- Associated Press - Thursday, May 28, 2015

AUGUSTA, Maine (AP) - The Republican-controlled state Senate supported a proposal Thursday that would make Maine the sixth state in the country to allow people to carry concealed handguns without a permit, sending the measure to the Democratic-led House.

The contentious bill has divided law enforcement officials in Maine and been targeted by gun control groups, who say the permit process is necessary to keep weapons out of the hands of criminals.

The Senate voted 21-14 to give initial approval to Sen. Eric Brakey’s bill. It faces further votes in both chambers.

A permit is currently mandated in Maine if the weapon is concealed, but not if it’s visible. Supporters of the measure say that the permitting process doesn’t deter criminals and that the measure would simply allow responsible gun owners to carry their weapon under a jacket.

“By erecting barriers to the legal right to bear arms, we disarm the very people who enhance public safety and empower those who are intent on committing a crime,” said Brakey, a Republican from Auburn.

Some Democratic lawmakers expressed concern that removing the permit requirement would result in fewer people completing gun safety courses. Some level of training is necessary to receive a permit, but the level of training varies greatly depending on where the permit is acquired. Others noted that several law enforcement agencies across the state are fiercely opposed to the bill.

“Their advice is not to let this bill see the light of day because it’s going to set our sportsmen and our gun owners backward not forward,” said Democratic Sen. San Gerzofky of Brunswick.

The Everytown for Gun Safety Action Fund and the Maine chapter of Moms Demand Action for Gun Sense in America have been running TV, radio and digital ads featuring law enforcement officials - including the executive director of the Maine Chiefs of Police Association - that urge residents to convince their lawmakers to defeat the bill.

The Maine State Police supports the measure.

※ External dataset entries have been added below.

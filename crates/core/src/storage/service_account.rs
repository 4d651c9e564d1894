use anyhow::{Context, Result};
use base64::engine::general_purpose::URL_SAFE_NO_PAD;
use base64::Engine as _;
use chrono::{DateTime, Duration, Utc};
use openssl::hash::MessageDigest;
use openssl::pkey::{PKey, Private};
use openssl::sign::Signer;
use serde::{Deserialize, Serialize};

pub const SHEETS_SCOPE: &str = "https://www.googleapis.com/auth/spreadsheets";
const DEFAULT_TOKEN_URI: &str = "https://oauth2.googleapis.com/token";
const JWT_BEARER_GRANT: &str = "urn:ietf:params:oauth:grant-type:jwt-bearer";
const ASSERTION_LIFETIME_SECS: i64 = 3600;
// Refresh a little before Google's stated expiry.
const EXPIRY_MARGIN_SECS: i64 = 60;

/// Subset of the service-account key JSON issued by Google Cloud.
#[derive(Debug, Clone, Deserialize)]
pub struct ServiceAccountKey {
    pub client_email: String,
    pub private_key: String,
    #[serde(default)]
    pub token_uri: Option<String>,
}

impl ServiceAccountKey {
    pub fn from_json(json: &str) -> Result<Self> {
        serde_json::from_str(json).context("GCP_CREDENTIALS is not a valid service-account JSON")
    }

    fn token_uri(&self) -> &str {
        self.token_uri.as_deref().unwrap_or(DEFAULT_TOKEN_URI)
    }
}

#[derive(Debug, Serialize)]
struct Claims<'a> {
    iss: &'a str,
    scope: &'a str,
    aud: &'a str,
    iat: i64,
    exp: i64,
}

/// RS256-signed assertion for the OAuth JWT bearer grant.
pub fn signed_assertion(key: &ServiceAccountKey, scope: &str, now: DateTime<Utc>) -> Result<String> {
    let header = serde_json::json!({"alg": "RS256", "typ": "JWT"});
    let claims = Claims {
        iss: &key.client_email,
        scope,
        aud: key.token_uri(),
        iat: now.timestamp(),
        exp: now.timestamp() + ASSERTION_LIFETIME_SECS,
    };

    let signing_input = format!(
        "{}.{}",
        URL_SAFE_NO_PAD.encode(serde_json::to_vec(&header)?),
        URL_SAFE_NO_PAD.encode(serde_json::to_vec(&claims)?)
    );

    let pkey: PKey<Private> = PKey::private_key_from_pem(key.private_key.as_bytes())
        .context("service-account private_key is not a valid PEM key")?;
    let mut signer = Signer::new(MessageDigest::sha256(), &pkey)?;
    signer.update(signing_input.as_bytes())?;
    let signature = signer.sign_to_vec().context("failed to sign JWT assertion")?;

    Ok(format!("{signing_input}.{}", URL_SAFE_NO_PAD.encode(signature)))
}

#[derive(Debug, Deserialize)]
struct TokenResponse {
    access_token: String,
    #[serde(default)]
    expires_in: Option<i64>,
}

#[derive(Debug, Clone)]
struct CachedToken {
    access_token: String,
    expires_at: DateTime<Utc>,
}

/// Exchanges signed assertions for access tokens, caching one token per process.
#[derive(Debug)]
pub struct TokenSource {
    http: reqwest::Client,
    key: ServiceAccountKey,
    scope: String,
    cache: tokio::sync::Mutex<Option<CachedToken>>,
}

impl TokenSource {
    pub fn new(http: reqwest::Client, key: ServiceAccountKey, scope: &str) -> Self {
        Self {
            http,
            key,
            scope: scope.to_string(),
            cache: tokio::sync::Mutex::new(None),
        }
    }

    pub async fn access_token(&self) -> Result<String> {
        let mut guard = self.cache.lock().await;
        if let Some(cached) = guard.as_ref() {
            if cached.expires_at > Utc::now() {
                return Ok(cached.access_token.clone());
            }
        }

        let now = Utc::now();
        let assertion = signed_assertion(&self.key, &self.scope, now)?;
        let res = self
            .http
            .post(self.key.token_uri())
            .form(&[("grant_type", JWT_BEARER_GRANT), ("assertion", assertion.as_str())])
            .send()
            .await
            .context("OAuth token request failed")?;

        let status = res.status();
        let text = res.text().await.context("failed to read OAuth token response")?;
        if !status.is_success() {
            anyhow::bail!("OAuth token HTTP {status}: {text}");
        }

        let token: TokenResponse = serde_json::from_str(&text)
            .with_context(|| format!("unexpected OAuth token response: {text}"))?;
        let lifetime = token.expires_in.unwrap_or(ASSERTION_LIFETIME_SECS) - EXPIRY_MARGIN_SECS;

        *guard = Some(CachedToken {
            access_token: token.access_token.clone(),
            expires_at: now + Duration::seconds(lifetime.max(0)),
        });
        Ok(token.access_token)
    }
}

Maj. Chris Grotton told lawmakers last month that the permit system is highly ineffective, noting that state police have denied less than 1/10 of 1 percent of the applications it has processed over the last four years.

Gov. Paul LePage has signaled in the past that he would support the effort and nearly 100 lawmakers from both parties - more than half the members of the Legislature - have signed on as co-sponsors. LePage has not said whether he would sign the bill, but in a veto letter regarding a separate bill last year said that studies show where there are more concealed handguns, there is less crime.